Larry Stephens

No. 68, 79, 77
- Positions: Defensive tackle, defensive end

Personal information
- Born: September 24, 1938 Buda, Texas, U.S.
- Died: March 28, 1998 (aged 59) McMahan, Texas, U.S.
- Listed height: 6 ft 3 in (1.91 m)
- Listed weight: 250 lb (113 kg)

Career information
- High school: Angleton (Angleton, Texas)
- College: Texas
- NFL draft: 1960 (2nd round, 18th overall pick)
- AFL draft: 1960 (First Selectionsth overall pick)

Career history
- Cleveland Browns (1960–1961); Los Angeles Rams (1962); Dallas Cowboys (1963–1967);

Awards and highlights
- Second-team All-SWC (1959);

Career NFL statistics
- Fumble recoveries: 2
- Interceptions: 1
- Sacks: 16
- Stats at Pro Football Reference

= Larry Stephens (American football) =

American football player (1938–1998)

Lawrence Clifton Stephens (September 24, 1938 – March 28, 1998) was an American professional football defensive lineman in the National Football League (NFL) for the Cleveland Browns, Los Angeles Rams and Dallas Cowboys. He played college football for the Texas Longhorns.

==Early life==
Stephens was a 1956 graduate of Angleton High School. He was named an All-state and All-American at End as a senior. He was an outstanding all-around athlete who also excelled in basketball, baseball, and track.

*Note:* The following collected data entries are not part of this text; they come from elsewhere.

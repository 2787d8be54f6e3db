//! Typed change events for records.
//!
//! A [`Resource`](crate::records::Resource) emits [`RecordEvent`]s on a
//! broadcast channel. Events carry an explicit dotted `path` payload rather
//! than encoding the path into an event name: when a change on a cached
//! related record bubbles to its owner, the owner re-emits the same event
//! with the relationship field name prefixed onto the path. An observer
//! subscribed at any level therefore sees paths relative to the record it
//! subscribed to: `"remarks"` on the determination itself,
//! `"determinations.remarks"` on the collection object that owns it.

/// An event observed on a record.
#[derive(Debug, Clone, PartialEq, Eq)]
pub enum RecordEvent {
    /// A field changed. `path` is the dot-separated field path relative to
    /// the record the event was observed on. Fired for every attribute
    /// write, including ones applied from server payloads.
    Changed {
        /// Dotted field path, e.g. `"catalognumber"` or
        /// `"determinations.remarks"`.
        path: String,
    },

    /// Unsaved changes exist at or below `path`. Not fired for writes
    /// applied from server payloads. An empty path refers to the record
    /// itself (used when a failed save restores its dirty state).
    SaveRequired {
        /// Dotted field path of the originating change.
        path: String,
    },

    /// The record's id became known, typically right after its first save.
    IdAssigned {
        /// The newly assigned id.
        id: i64,
    },

    /// The record was deleted on the server.
    Destroyed,
}

impl RecordEvent {
    /// Returns the event with `field` prefixed onto its path, as emitted by
    /// an owner one hop up the bubbling chain. `IdAssigned` and `Destroyed`
    /// do not bubble and are returned unchanged.
    #[must_use]
    pub fn prefixed(&self, field: &str) -> Self {
        match self {
            Self::Changed { path } => Self::Changed {
                path: prefix_path(field, path),
            },
            Self::SaveRequired { path } => Self::SaveRequired {
                path: prefix_path(field, path),
            },
            other => other.clone(),
        }
    }
}

fn prefix_path(field: &str, path: &str) -> String {
    if path.is_empty() {
        field.to_string()
    } else {
        format!("{field}.{path}")
    }
}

He was widely recruited and committed to play football at the University of Texas which was then coached by Darrell Royal. He began as an end, before being switched to tackle as a sophomore.

He was a key contributor to the Longhorn's successes in the late 1950s which included an SWC Championship and appearances in both the Sugar Bowl and Cotton Bowl Classic. In his senior year he was named to the All-Southwest Conference team. He also pitched for the Texas Longhorns baseball team.

==Professional career==

===Cleveland Browns===
Stephens was selected by the Cleveland Browns in the second round (18th overall) of the 1960 NFL draft. He played for the Browns in 1960 and 1961. While with the Browns he scored his only NFL touchdown on a 38-yard interception return against the Dallas Cowboys.

On July 11, 1962, he was traded to the Los Angeles Rams along with a third round pick (#37-John Baker) and sixth round pick (#79-Terry Monaghan), in exchange for quarterback Frank Ryan and running back Tommy Wilson.

===Los Angeles Rams===
In 1962, he started at defensive tackle alongside NFL notables Merlin Olson, Lamar Lundy, and Deacon Jones. On September 8, 1963, he was traded to the Dallas Cowboys in exchange for a future draft choice,

===Dallas Cowboys===
In 1963, he played defensive end for the original "Doomsday Defense". He became a versatile starter along the four positions in the defensive line through 1966, until he was slowed by a knee injury and was replaced by Willie Townes.

In 1965, he made a field goal block to help the Cowboys set up a last minute touchdown against the San Francisco 49ers, winning the game to end a 5-game losing streak, which was key for the Cowboys to reach the 1966 Playoff Bowl.

While he was with the Cowboys, the team made the transition from mediocrity to championship contention. He also played in the 1967 NFL Championship Game (commonly known as the Ice Bowl).

He was selected by the New Orleans Saints in the 1967 NFL expansion draft, but the Cowboys sent a fourth round draft choice (#103-Dan Sartin), in order to keep him. He was released on September 4, 1968.

==Personal life==
Stephens married Jane (Olson) Stephens and had 5 children: Mark, Susan, Jeff, Shannon, and Walter. He taught American History and coached football at Magnolia Junior High School in Magnolia, Texas in the 1980s. He worked as a special education teacher for the Lockhart Independent School District in Lockhart, Texas during the 1990s. He was an active supporter of Special Olympics.

The Pete Logan character in the 2008 film The Express: The Ernie Davis Story was based on him. He died on March 28, 1998.